[Entries taken from a collection]
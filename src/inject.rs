//! ヘルパー import 挿入
//!
//! Tauri コマンドファイルに `db_query` 系ヘルパーマクロの import 行が
//! 欠けていれば挿入する。判定と挿入はすべて部分文字列ベースの純粋な
//! テキスト変換で、構文解析は行わない。

use serde::Serialize;

/// 挿入する import ブロック（末尾改行込み）
pub(crate) const HELPER_IMPORT: &str = "use crate::{db_query, db_query_as, db_query_as_one, db_query_as_optional, db_query_scalar, db_query_scalar_optional};\n";

/// ヘルパー参照済み判定マーカー
///
/// 全ヘルパー名が `db_query` を接頭辞に持つため、この一語の有無だけで
/// 参照済みかどうかが決まる。
pub(crate) const HELPER_MARKER: &str = "db_query";

/// コマンドファイル判定マーカー
pub(crate) const ATTRIBUTE_MARKER: &str = "tauri::command";

/// import ブロックの挿入位置となるアンカー
pub(crate) const IMPORT_ANCHOR: &str = "use tauri";

/// 1ファイル分の判定結果
#[derive(Debug, Clone, Copy, PartialEq, Eq, Serialize)]
#[serde(rename_all = "snake_case")]
pub enum InjectOutcome {
    /// import ブロックを挿入した
    Injected,
    /// 既にヘルパーを参照している
    AlreadyImported,
    /// `tauri::command` を含まないため対象外
    NotACommandFile,
    /// 対象ファイルだがアンカー行が無く挿入できない
    AnchorMissing,
}

impl InjectOutcome {
    /// 内容が変化したかどうか
    pub fn changed(&self) -> bool {
        matches!(self, InjectOutcome::Injected)
    }

    /// 出力用ラベル
    pub fn label(&self) -> &'static str {
        match self {
            InjectOutcome::Injected => "injected",
            InjectOutcome::AlreadyImported => "already imported",
            InjectOutcome::NotACommandFile => "not a command file",
            InjectOutcome::AnchorMissing => "anchor missing",
        }
    }
}

/// 変換結果
///
/// `content` は変換後の全文。変更が無い場合は入力と同一の文字列。
#[derive(Debug, Clone, PartialEq, Eq)]
pub struct Injection {
    pub content: String,
    pub outcome: InjectOutcome,
}

/// ヘルパー import が欠けていれば挿入する
///
/// 判定順序:
/// 1. `db_query` を含む → 変更なし（アンカーの有無は見ない）
/// 2. `tauri::command` を含まない → 変更なし
/// 3. `use tauri` の最初の出現位置の直前に import ブロックを挿入
/// 4. アンカーが無ければ変更なし
///
/// 挿入は最初の出現位置のみ。2箇所目以降のアンカーには手を付けない。
/// 挿入後の内容は `db_query` を含むため、再適用は 1. で no-op になる。
pub fn inject(content: &str) -> Injection {
    if content.contains(HELPER_MARKER) {
        return Injection {
            content: content.to_string(),
            outcome: InjectOutcome::AlreadyImported,
        };
    }

    if !content.contains(ATTRIBUTE_MARKER) {
        return Injection {
            content: content.to_string(),
            outcome: InjectOutcome::NotACommandFile,
        };
    }

    match content.find(IMPORT_ANCHOR) {
        Some(pos) => {
            let mut out = String::with_capacity(content.len() + HELPER_IMPORT.len());
            out.push_str(&content[..pos]);
            out.push_str(HELPER_IMPORT);
            out.push_str(&content[pos..]);
            Injection {
                content: out,
                outcome: InjectOutcome::Injected,
            }
        }
        None => Injection {
            content: content.to_string(),
            outcome: InjectOutcome::AnchorMissing,
        },
    }
}

#[cfg(test)]
#[path = "inject_test.rs"]
mod tests;

#[cfg(test)]
#[path = "inject_proptests.rs"]
mod proptests;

== Assigned task ==
Each record above should be set down again in its exact wording.

== Written answer ==
filename src/inject.rs
//! ヘルパー import 挿入
//!
//! Tauri コマンドファイルに `db_query` 系ヘルパーマクロの import 行が
//! 欠けていれば挿入する。判定と挿入はすべて部分文字列ベースの純粋な
//! テキスト変換で、構文解析は行わない。

use serde::Serialize;

/// 挿入する import ブロック（末尾改行込み）
pub(crate) const HELPER_IMPORT: &str = "use crate::{db_query, db_query_as, db_query_as_one, db_query_as_optional, db_query_scalar, db_query_scalar_optional};\n";

/// ヘルパー参照済み判定マーカー
///
/// 全ヘルパー名が `db_query` を接頭辞に持つため、この一語の有無だけで
/// 参照済みかどうかが決まる。
pub(crate) const HELPER_MARKER: &str = "db_query";

/// コマンドファイル判定マーカー
pub(crate) const ATTRIBUTE_MARKER: &str = "tauri::command";

/// import ブロックの挿入位置となるアンカー
pub(crate) const IMPORT_ANCHOR: &str = "use tauri";

/// 1ファイル分の判定結果
#[derive(Debug, Clone, Copy, PartialEq, Eq, Serialize)]
#[serde(rename_all = "snake_case")]
pub enum InjectOutcome {
    /// import ブロックを挿入した
    Injected,
    /// 既にヘルパーを参照している
    AlreadyImported,
    /// `tauri::command` を含まないため対象外
    NotACommandFile,
    /// 対象ファイルだがアンカー行が無く挿入できない
    AnchorMissing,
}

impl InjectOutcome {
    /// 内容が変化したかどうか
    pub fn changed(&self) -> bool {
        matches!(self, InjectOutcome::Injected)
    }

    /// 出力用ラベル
    pub fn label(&self) -> &'static str {
        match self {
            InjectOutcome::Injected => "injected",
            InjectOutcome::AlreadyImported => "already imported",
            InjectOutcome::NotACommandFile => "not a command file",
            InjectOutcome::AnchorMissing => "anchor missing",
        }
    }
}

/// 変換結果
///
/// `content` は変換後の全文。変更が無い場合は入力と同一の文字列。
#[derive(Debug, Clone, PartialEq, Eq)]
pub struct Injection {
    pub content: String,
    pub outcome: InjectOutcome,
}

/// ヘルパー import が欠けていれば挿入する
///
/// 判定順序:
/// 1. `db_query` を含む → 変更なし（アンカーの有無は見ない）
/// 2. `tauri::command` を含まない → 変更なし
/// 3. `use tauri` の最初の出現位置の直前に import ブロックを挿入
/// 4. アンカーが無ければ変更なし
///
/// 挿入は最初の出現位置のみ。2箇所目以降のアンカーには手を付けない。
/// 挿入後の内容は `db_query` を含むため、再適用は 1. で no-op になる。
pub fn inject(content: &str) -> Injection {
    if content.contains(HELPER_MARKER) {
        return Injection {
            content: content.to_string(),
            outcome: InjectOutcome::AlreadyImported,
        };
    }

    if !content.contains(ATTRIBUTE_MARKER) {
        return Injection {
            content: content.to_string(),
            outcome: InjectOutcome::NotACommandFile,
        };
    }

    match content.find(IMPORT_ANCHOR) {
        Some(pos) => {
            let mut out = String::with_capacity(content.len() + HELPER_IMPORT.len());
            out.push_str(&content[..pos]);
            out.push_str(HELPER_IMPORT);
            out.push_str(&content[pos..]);
            Injection {
                content: out,
                outcome: InjectOutcome::Injected,
            }
        }
        None => Injection {
            content: content.to_string(),
            outcome: InjectOutcome::AnchorMissing,
        },
    }
}

#[cfg(test)]
#[path = "inject_test.rs"]
mod tests;

#[cfg(test)]
#[path = "inject_proptests.rs"]
mod proptests;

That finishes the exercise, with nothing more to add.